Située à une vingtaine de kilomètres de Clamecy, au nord du département de la Nièvre, la commune d’Entrains-sur-Nohain était une localité assez importante quand elle s’appelait Intaranum, aux premiers siècles de notre ère. Aux marges des territoires (civitas) des Sénons, des Bituriges et des Éduens, elle est alors au carrefour des voies reliant Bourges/Avaricum (sud-ouest), Orléans/Cenabum (nord-ouest), Auxerre/Autessiodurum et Sens/Agedincum (nord-est) et, enfin, Autun/Augustodunum (sud-est), sa capitale politique et administrative. Par cette dernière, elle se voyait ainsi rattachée aux Éduens, l’un des plus puissants peuples de la Gaule, allié de longue date des Romains.
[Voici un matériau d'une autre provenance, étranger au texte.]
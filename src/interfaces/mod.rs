//! Output formats used by the command-line front end.

pub mod csv;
L'agglomération antique d'Intaranum
À partir du XIXe siècle, le passé antique d’Entrains-sur-Nohain se révèle peu à peu par la découverte de monnaies, de statues et de stèles qui suscitent l’intérêt des érudits locaux et vont enrichir le musée de Clamecy, créé en 1876. Les premières fouilles archéologiques sont tardives (1966, 1982) et ce sont celles menées par l’Inrap de 2008 à 2015, préalablement à des travaux de lotissement, qui permettent pour la première fois d’appréhender un quartier antique d’Intaranum dans sa globalité. Situé au nord du bourg actuel, ce quartier se déploie le long de la voie romaine qui conduit vers le nord en direction d’Auxerre, l’un des deux principaux axes de l’agglomération antique. Le second axe, perpendiculaire au premier, correspond à l’actuelle rue d’Orléans. Le croisement de ces deux voies marquait vraisemblablement le centre de la ville gallo-romaine, situé sous le coeur du bourg actuel.
Localisation des vestiges d’époque romaine connus dans le bourg d’Entrains-sur-Nohain
Ville de Clamecy, Inrap
Les recherches récentes nous éclairent sur la chronologie de l’agglomération. Probablement d’origine gauloise, Intaranum ne prend son essor qu’à partir des premières décennies du Ier siècle de notre ère, avec l’installation d’artisans forgerons dans des maisons de terre et de bois. Au milieu du IIe siècle, les forges disparaissent au profit de bâtiments à fonction résidentielle et commerciale édifiés, cette fois, en pierre. D’abord modestes et standardisées, certaines de ces maisons se sont agrandies et embellies au fil de l’enrichissement de leurs propriétaires, qui les ont dotées de peintures murales imitant le marbre, d’installations balnéaires et parfois de jardins à péristyle agrémentés d’arbustes taillés, de bassins et de statues. L’agglomération couvrait alors 70 hectares (à la même époque, Auxerre s’étend sur environ 40 hectares), mais, à la fin du IIIe siècle et au début du IVe siècle, Intaranum subit une phase de déclin : les bâtiments publics sont abandonnés, l’habitat se rétracte pour n’occuper plus que le coeur de l’agglomération.
Archéologie du décor
L’exposition du musée de Clamecy, réalisée en partenariat avec l’Inrap, invite à découvrir le patrimoine archéologique d'Entrain-sur-Nohain dans une scénographie qui restitue la voie romaine et le quartier fouillés. Le visiteur peut ainsi passer de la forge à la taverne, repasser par la rue et découvrir les différents espaces qui composaient ces riches demeures bâties en pierre au IIe siècle : thermes, cave, jardin d'agrément, mais surtout intérieurs luxueusement décorés. Des murs étaient couverts de fresques dont on a retrouvé des milliers de fragments d'enduits colorés. Armé de patience, le toichographologue (spécialiste des enduits peints et stucs) a ainsi pu proposer la restitution de modèles bien connus en Gaule romaine aux IIe et IIIe siècles (imitation d'opus sextile, grandes scènes figurées ou « mégalographies » à sujet mythologique, ...), mais aussi des graffitis et un remarquable abécédaire grec.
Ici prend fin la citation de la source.